Search code examples
c++data-structures

How is vector implemented in C++


I am thinking of how I can implement std::vector from the ground up.

How does it resize the vector?

realloc only seems to work for plain old stucts, or am I wrong?


Solution

  • it is a simple templated class which wraps a native array. It does not use malloc/realloc. Instead, it uses the passed allocator (which by default is std::allocator).

    Resizing is done by allocating a new array and copy constructing each element in the new array from the old one (this way it is safe for non-POD objects). To avoid frequent allocations, often they follow a non-linear growth pattern.

    UPDATE: in C++11, the elements will be moved instead of copy constructed if it is possible for the stored type.

    In addition to this, it will need to store the current "size" and "capacity". Size is how many elements are actually in the vector. Capacity is how many could be in the vector.

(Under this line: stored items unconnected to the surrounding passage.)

//! Command line surface of `tc`

use clap::{error::ErrorKind, Args, Parser, Subcommand, ValueEnum};
use std::path::PathBuf;
use url::Url;

/// Trigger personal builds on TeamCity. Specify `-h` with a specific sub command for more
/// specific help.
#[derive(Debug, Parser)]
#[command(name = "tc", version, arg_required_else_help = true)]
pub struct Cli {
    /// Print debug output
    #[arg(short, long, global = true)]
    pub verbose: bool,

    #[command(subcommand)]
    pub command: Command,
}

impl Cli {
    pub fn log_level(&self) -> log::LevelFilter {
        if self.verbose {
            log::LevelFilter::Debug
        } else {
            log::LevelFilter::Warn
        }
    }
}

#[derive(Debug, Subcommand)]
pub enum Command {
    /// Neo4j Linux
    Linux(LinuxArgs),
    /// HA robustness with branch artifacts
    Har(HarArgs),
}

impl Command {
    pub fn common(&self) -> &CommonArgs {
        match self {
            Command::Linux(args) => &args.common,
            Command::Har(args) => &args.common,
        }
    }
}

/// Arguments shared by every build type
#[derive(Debug, Clone, Args)]
pub struct CommonArgs {
    /// TeamCity username
    #[arg(short, long, value_name = "USERNAME", required_unless_present = "config")]
    pub user: Option<String>,

    /// TeamCity password
    #[arg(short, long, required_unless_present = "config")]
    pub password: Option<String>,

    /// Public remote repo where branch exists [default: origin]
    #[arg(short, long, value_name = "URL")]
    pub remote: Option<String>,

    /// Url to TeamCity [default: https://build.neohq.net]
    #[arg(long, value_name = "URL", value_parser = parse_base_url)]
    pub teamcity: Option<Url>,

    /// Start a personal build
    #[arg(long, conflicts_with = "no_personal")]
    pub personal: bool,

    /// Start a regular (non-personal) build
    #[arg(long = "no-personal")]
    pub no_personal: bool,

    /// TOML file with defaults for user, password, remote, teamcity and personal
    #[arg(long, value_name = "FILE")]
    pub config: Option<PathBuf>,
}

impl CommonArgs {
    /// The personal toggle as given on the command line, if it was given at all
    pub fn personal_flag(&self) -> Option<bool> {
        match (self.personal, self.no_personal) {
            (true, _) => Some(true),
            (_, true) => Some(false),
            _ => None,
        }
    }
}

#[derive(Debug, Clone, Args)]
pub struct LinuxArgs {
    #[command(flatten)]
    pub common: CommonArgs,

    /// Branch on remote to checkout
    #[arg(short, long)]
    pub branch: String,

    /// Maven goal(s) to invoke
    #[arg(long, value_name = "GOALS", default_value = "clean verify")]
    pub maven_goals: String,

    /// Additional Maven arguments
    #[arg(
        long,
        value_name = "ARGS",
        default_value = "-DrunITs -DskipBrowser",
        allow_hyphen_values = true
    )]
    pub maven_args: String,

    /// JDK to build with
    #[arg(long, value_enum, default_value_t = Jdk::OpenJdk8)]
    pub jdk: Jdk,
}

#[derive(Debug, Clone, Args)]
pub struct HarArgs {
    #[command(flatten)]
    pub common: CommonArgs,

    /// Branch on remote to checkout
    #[arg(short, long)]
    pub branch: String,
}

/// JDKs available on the Linux build agents
#[derive(Debug, Clone, Copy, PartialEq, Eq, ValueEnum)]
pub enum Jdk {
    #[value(name = "openjdk-8")]
    OpenJdk8,
    #[value(name = "openjdk-7")]
    OpenJdk7,
    #[value(name = "oracle-jdk-8")]
    OracleJdk8,
    #[value(name = "oracle-jdk-7")]
    OracleJdk7,
    #[value(name = "ibmjdk-8")]
    IbmJdk8,
    #[value(name = "ibmjdk-7")]
    IbmJdk7,
}

impl Jdk {
    pub fn as_str(&self) -> &'static str {
        match self {
            Jdk::OpenJdk8 => "openjdk-8",
            Jdk::OpenJdk7 => "openjdk-7",
            Jdk::OracleJdk8 => "oracle-jdk-8",
            Jdk::OracleJdk7 => "oracle-jdk-7",
            Jdk::IbmJdk8 => "ibmjdk-8",
            Jdk::IbmJdk7 => "ibmjdk-7",
        }
    }
}

/// Parse a URL that TeamCity endpoints can be joined onto
pub fn parse_base_url(s: &str) -> Result<Url, String> {
    let url = Url::parse(s).map_err(|e| format!("invalid URL {:?}: {}", s, e))?;
    if !matches!(url.scheme(), "http" | "https") || url.cannot_be_a_base() {
        return Err(format!("{:?} is not an http(s) base URL", s));
    }
    Ok(url)
}

/// Exit status for a command line that clap refused to parse
///
/// Help and version output are successful exits, as is running without a command, which prints
/// the help text.
pub fn usage_exit_code(err: &clap::Error) -> u8 {
    match err.kind() {
        ErrorKind::DisplayHelp
        | ErrorKind::DisplayVersion
        | ErrorKind::DisplayHelpOnMissingArgumentOrSubcommand => 0,
        _ => 1,
    }
}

    So as a starting point a vector will need to look somewhat like this:

    template <class T, class A = std::allocator<T> >
    class vector {
    public:
        // public member functions
    private:
        // NOTE: a "real" implementation would use the typedefs provided by the allocator. 
        // But I'm keeping it simple for clarity
        T*          data_;
        std::size_t capacity_;
        std::size_t size_;
        A           allocator_;
    };
    

    The other common implementation is to store pointers to the different parts of the array. This cheapens the cost of end() (which no longer needs an addition) ever so slightly at the expense of a marginally more expensive size() call (which now needs a subtraction). In which case it could look like this:

    template <class T, class A = std::allocator<T> >
    class vector {
    public:
        // public member functions
    private:
        // NOTE: a "real" implementation would use the typedefs provided by the allocator. 
        // But I'm keeping it simple for clarity
        T* data_;         // points to first element
        T* end_capacity_; // points to one past internal storage
        T* end_;          // points to one past last element
        A  allocator_;
    };
    

    I believe gcc's libstdc++ uses the latter approach, but both approaches are equally valid and conforming.

    NOTE: This is ignoring a common optimization where the empty base class optimization is used for the allocator. I think that is a quality of implementation detail, and not a matter of correctness.